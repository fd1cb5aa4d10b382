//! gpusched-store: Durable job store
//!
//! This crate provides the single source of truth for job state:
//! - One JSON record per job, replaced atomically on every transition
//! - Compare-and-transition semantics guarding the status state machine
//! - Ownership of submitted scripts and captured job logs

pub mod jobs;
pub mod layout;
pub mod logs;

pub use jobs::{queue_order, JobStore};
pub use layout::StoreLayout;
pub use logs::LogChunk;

******************************

Work request
Line by line, repeat the listing exactly as written.

Result for this task
repository fd1cb5aa4d10b382
//! gpusched-store: Durable job store
//!
//! This crate provides the single source of truth for job state:
//! - One JSON record per job, replaced atomically on every transition
//! - Compare-and-transition semantics guarding the status state machine
//! - Ownership of submitted scripts and captured job logs

pub mod jobs;
pub mod layout;
pub mod logs;

pub use jobs::{queue_order, JobStore};
pub use layout::StoreLayout;
pub use logs::LogChunk;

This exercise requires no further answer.